AtriCure cryoICE BOX (ACM)

K-Number: K243157 · 2024-10-29

ApplicantAtriCure, Inc.
Decision Date2024-10-29
Product CodeGXH
Advisory CommitteeNE
DecisionSubstantially Equivalent

Device Summary

AtriCure cryoICE BOX (ACM) is a medical device manufactured by AtriCure, Inc.. It received FDA 510(k) clearance on 2024-10-29 under approval number K243157. The device is classified under product code GXH. It was reviewed by the NE advisory panel. FDA Decision: Substantially Equivalent.

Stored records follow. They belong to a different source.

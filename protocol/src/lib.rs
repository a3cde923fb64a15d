//! Wire records exchanged with the external mine-probability solver.
//!
//! Boards travel as a flat row-major `Vec<i32>` (`board[row * cols + col]`).
//! Non-negative values are revealed adjacency counts, negative values are the
//! sentinels below. The solver reads `CELL_FLAG` as a certain mine and
//! `CELL_SAFE` as a certain safe cell that carries no constraint.

use serde::{Deserialize, Serialize};

/// Hidden cell with no information.
pub const CELL_UNKNOWN: i32 = -1;

/// Cell known (or assumed) to be a mine.
pub const CELL_FLAG: i32 = -2;

/// Cell known (or assumed) to be safe, without an adjacency constraint.
pub const CELL_SAFE: i32 = -3;

/// Highest adjacency count a cell can carry.
pub const MAX_COUNT: i32 = 8;

/// Input shared by `solveBoard` and `solveEndgame`.
#[derive(Clone, Debug, PartialEq, Eq, Serialize, Deserialize)]
pub struct BoardRequest {
    pub rows: u32,
    pub cols: u32,
    pub board: Vec<i32>,
    pub mines: u32,
}

impl BoardRequest {
    pub fn cell_count(&self) -> usize {
        (self.rows as usize) * (self.cols as usize)
    }

    /// Whether `board` has exactly `rows * cols` entries, all inside the sentinel/count range.
    pub fn is_well_formed(&self) -> bool {
        self.board.len() == self.cell_count()
            && self
                .board
                .iter()
                .all(|&value| (CELL_SAFE..=MAX_COUNT).contains(&value))
    }
}

#[derive(Clone, Debug, PartialEq, Serialize, Deserialize)]
#[serde(rename_all = "camelCase")]
pub struct BoardResponse {
    /// `false` when no mine configuration satisfies the constraints and mine count.
    pub feasible: bool,
    /// Per-cell mine probability in percent, row-major. Empty when infeasible.
    #[serde(default)]
    pub probabilities: Vec<f32>,
    /// `true` when the unresolved region is small enough for exhaustive endgame search.
    #[serde(default)]
    pub endgame_eligible: bool,
}

#[derive(Copy, Clone, Debug, PartialEq, Eq, Serialize, Deserialize)]
pub struct WireCoord {
    pub row: u32,
    pub col: u32,
}

#[derive(Clone, Debug, PartialEq, Serialize, Deserialize)]
#[serde(rename_all = "camelCase")]
pub struct EndgameResponse {
    pub feasible: bool,
    /// Probability of winning from the current position when playing optimally, in `[0, 1]`.
    #[serde(default)]
    pub win_probability: f32,
    #[serde(default)]
    pub best_move: Option<WireCoord>,
}

pub fn to_json<T: Serialize>(value: &T) -> serde_json::Result<String> {
    serde_json::to_string(value)
}

pub fn from_json<'a, T: Deserialize<'a>>(json: &'a str) -> serde_json::Result<T> {
    serde_json::from_str(json)
}

#[cfg(test)]
mod tests {
    use super::*;

    #[test]
    fn response_uses_camel_case_fields() {
        let json = r#"{"feasible":true,"probabilities":[0.0,100.0],"endgameEligible":true}"#;
        let response: BoardResponse = from_json(json).unwrap();

        assert!(response.feasible);
        assert!(response.endgame_eligible);
        assert_eq!(response.probabilities, vec![0.0, 100.0]);
    }

    #[test]
    fn infeasible_response_may_omit_probabilities() {
        let response: BoardResponse = from_json(r#"{"feasible":false}"#).unwrap();

        assert!(!response.feasible);
        assert!(response.probabilities.is_empty());
        assert!(!response.endgame_eligible);
    }

    #[test]
    fn endgame_response_carries_best_move() {
        let json = r#"{"feasible":true,"winProbability":0.5,"bestMove":{"row":1,"col":2}}"#;
        let response: EndgameResponse = from_json(json).unwrap();

        assert_eq!(response.best_move, Some(WireCoord { row: 1, col: 2 }));
        assert_eq!(response.win_probability, 0.5);
    }

    #[test]
    fn well_formed_checks_length_and_range() {
        let mut request = BoardRequest {
            rows: 1,
            cols: 3,
            board: vec![CELL_UNKNOWN, 2, CELL_SAFE],
            mines: 1,
        };
        assert!(request.is_well_formed());

        request.board.push(0);
        assert!(!request.is_well_formed());

        request.board = vec![CELL_UNKNOWN, 9, CELL_FLAG];
        assert!(!request.is_well_formed());
    }

    #[test]
    fn request_serializes_flat_board() {
        let request = BoardRequest {
            rows: 1,
            cols: 2,
            board: vec![CELL_FLAG, 1],
            mines: 1,
        };

        assert_eq!(
            to_json(&request).unwrap(),
            r#"{"rows":1,"cols":2,"board":[-2,1],"mines":1}"#
        );
    }
}
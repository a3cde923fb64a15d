use ndarray::Array2;
use rand::prelude::*;

use crate::*;

/// Everything the planner needs, detached from the live session.
#[derive(Clone, Debug)]
pub struct WarpSnapshot {
    pub board: Board,
    pub intent: WarpIntent,
    pub pool: f64,
    pub board_generation: u64,
    pub seed: u64,
}

/// A priced, verified layout change ready to be applied.
#[derive(Clone, Debug, PartialEq)]
pub struct WarpPlan {
    pub intent: WarpIntent,
    pub cost: f64,
    /// `None` when the current layout already has the requested outcome for sure.
    pub layout: Option<MineLayout>,
    pub board_generation: u64,
}

/// Prices the staged intent and, if affordable, finds a mine layout where the
/// intent holds and every revealed number stays the same.
///
/// Hidden cells next to revealed ones are settled one at a time, preferring
/// their current truth. Cells deeper inside keep their mines, and random ones
/// are added or removed to restore the mine count.
pub async fn plan_warp<S>(snapshot: &WarpSnapshot, solver: &S) -> Result<WarpPlan, WarpError>
where
    S: MineSolver + ?Sized,
{
    let board = &snapshot.board;
    let intent = snapshot.intent;
    let coords = board
        .validate_coords(intent.coords)
        .map_err(|_| WarpError::NoIntent)?;
    if board.cell(coords).visibility.is_revealed() {
        return Err(WarpError::CellRevealed);
    }

    let base = BoardQuery::from_board(board, FlagSemantics::Soft);
    let current = query_probabilities(solver, &base).await?;
    let probability = current
        .probability(coords)
        .filter(|_| current.feasible)
        .ok_or(WarpError::Infeasible)?;

    let cost = WarpCost::for_outcome(probability, intent.outcome);
    let cost_value = cost.value().ok_or(WarpError::Blocked)?;
    if !cost.is_affordable(snapshot.pool) {
        return Err(WarpError::Unaffordable {
            cost: cost_value,
            pool: snapshot.pool,
        });
    }

    log::debug!(
        "Warp {:?} to {:?}: p = {}%, cost {}",
        coords,
        intent.outcome,
        probability,
        cost_value
    );

    if cost.is_free() {
        return Ok(WarpPlan {
            intent,
            cost: cost_value,
            layout: None,
            board_generation: snapshot.board_generation,
        });
    }

    let mut fixed: Array2<Option<bool>> = Array2::default(board.size().to_nd_index());
    fixed[coords.to_nd_index()] = Some(intent.outcome.is_mine());

    let counterfactual = conditioned(&base, &fixed);
    let solution = query_probabilities(solver, &counterfactual).await?;
    if !absorb_certainties(&base, &mut fixed, &solution) {
        return Err(WarpError::Infeasible);
    }

    let frontier: Vec<Coord2> = iter_coords(board.size())
        .filter(|&pos| board.is_frontier(pos))
        .collect();
    for pos in frontier {
        if fixed[pos.to_nd_index()].is_some() {
            continue;
        }

        let keep = board.cell(pos).is_mine();
        fixed[pos.to_nd_index()] = Some(keep);
        let attempt = conditioned(&base, &fixed);
        let solution = query_probabilities(solver, &attempt).await?;
        if absorb_certainties(&base, &mut fixed, &solution) {
            log::trace!("Warp repair keeps {:?} as {:?}", pos, WarpOutcome::from_mine(keep));
        } else {
            log::trace!("Warp repair flips {:?} to {:?}", pos, WarpOutcome::from_mine(!keep));
            fixed[pos.to_nd_index()] = Some(!keep);
        }
    }

    let layout = rebalance(board, &fixed, snapshot.seed)?;
    verify(board, &layout, intent)?;

    Ok(WarpPlan {
        intent,
        cost: cost_value,
        layout: Some(layout),
        board_generation: snapshot.board_generation,
    })
}

/// `base` with every fixed cell sent as a hypothetical.
fn conditioned(base: &BoardQuery, fixed: &Array2<Option<bool>>) -> BoardQuery {
    let mut query = base.clone();
    for coords in iter_coords(base.size()) {
        if let Some(is_mine) = fixed[coords.to_nd_index()] {
            query.set_cell(coords, WarpOutcome::from_mine(is_mine).forced_cell());
        }
    }
    query
}

/// Fixes hidden cells the solver is certain about. Returns `false` if infeasible.
fn absorb_certainties(
    base: &BoardQuery,
    fixed: &mut Array2<Option<bool>>,
    solution: &BoardSolution,
) -> bool {
    if !solution.feasible {
        return false;
    }

    for coords in iter_coords(base.size()) {
        let slot = &mut fixed[coords.to_nd_index()];
        if slot.is_some() || !base.cell(coords).is_hidden() {
            continue;
        }
        match solution.probability(coords) {
            Some(p) if p <= 0.0 => *slot = Some(false),
            Some(p) if p >= 100.0 => *slot = Some(true),
            _ => {}
        }
    }
    true
}

/// Builds the new layout and brings the mine count back to the board's total by
/// changing unfixed hidden cells at random.
fn rebalance(board: &Board, fixed: &Array2<Option<bool>>, seed: u64) -> Result<MineLayout, WarpError> {
    let mut layout = MineLayout::empty(board.size());
    let mut free = Vec::new();

    for (coords, cell) in board.iter_cells() {
        let is_mine = match fixed[coords.to_nd_index()] {
            Some(is_mine) => is_mine,
            None if cell.visibility.is_revealed() => false,
            None => {
                free.push(coords);
                cell.is_mine()
            }
        };
        layout.set_mine(coords, is_mine);
    }

    let target = board.mine_count();
    let adding = layout.mine_count() < target;
    let mut candidates: Vec<Coord2> = free
        .into_iter()
        .filter(|&coords| layout.contains_mine(coords) != adding)
        .collect();

    let mut rng = SmallRng::seed_from_u64(seed);
    while layout.mine_count() != target {
        if candidates.is_empty() {
            log::warn!(
                "Warp repair cannot reach {} mines, stuck at {}",
                target,
                layout.mine_count()
            );
            return Err(WarpError::Infeasible);
        }
        let pick = candidates.swap_remove(rng.random_range(0..candidates.len()));
        layout.set_mine(pick, adding);
    }

    Ok(layout)
}

fn verify(board: &Board, layout: &MineLayout, intent: WarpIntent) -> Result<(), WarpError> {
    let mut conflicts: Vec<Coord2> = board
        .iter_cells()
        .filter_map(|(coords, cell)| {
            let shown = cell.displayed_count()?;
            let consistent =
                !layout.contains_mine(coords) && layout.adjacent_mine_count(coords) == shown;
            (!consistent).then_some(coords)
        })
        .collect();

    if layout.contains_mine(intent.coords) != intent.outcome.is_mine() {
        conflicts.push(intent.coords);
    }

    if conflicts.is_empty() {
        Ok(())
    } else {
        log::warn!("Warp repair left {} conflicts", conflicts.len());
        Err(WarpError::RepairFailed { conflicts })
    }
}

Frequently Asked Questions

What is the AtriCure cryoICE BOX (ACM)?

AtriCure cryoICE BOX (ACM) is a medical device that received FDA 510(k) clearance on 2024-10-29. It is manufactured by AtriCure, Inc.. The 510(k) number is K243157.

When was AtriCure cryoICE BOX (ACM) approved by the FDA?

AtriCure cryoICE BOX (ACM) received FDA 510(k) clearance on 2024-10-29, under approval number K243157.

What company makes AtriCure cryoICE BOX (ACM)?

AtriCure cryoICE BOX (ACM) is manufactured by AtriCure, Inc..

What is the FDA product code for AtriCure cryoICE BOX (ACM)?

The FDA product code for AtriCure cryoICE BOX (ACM) is GXH.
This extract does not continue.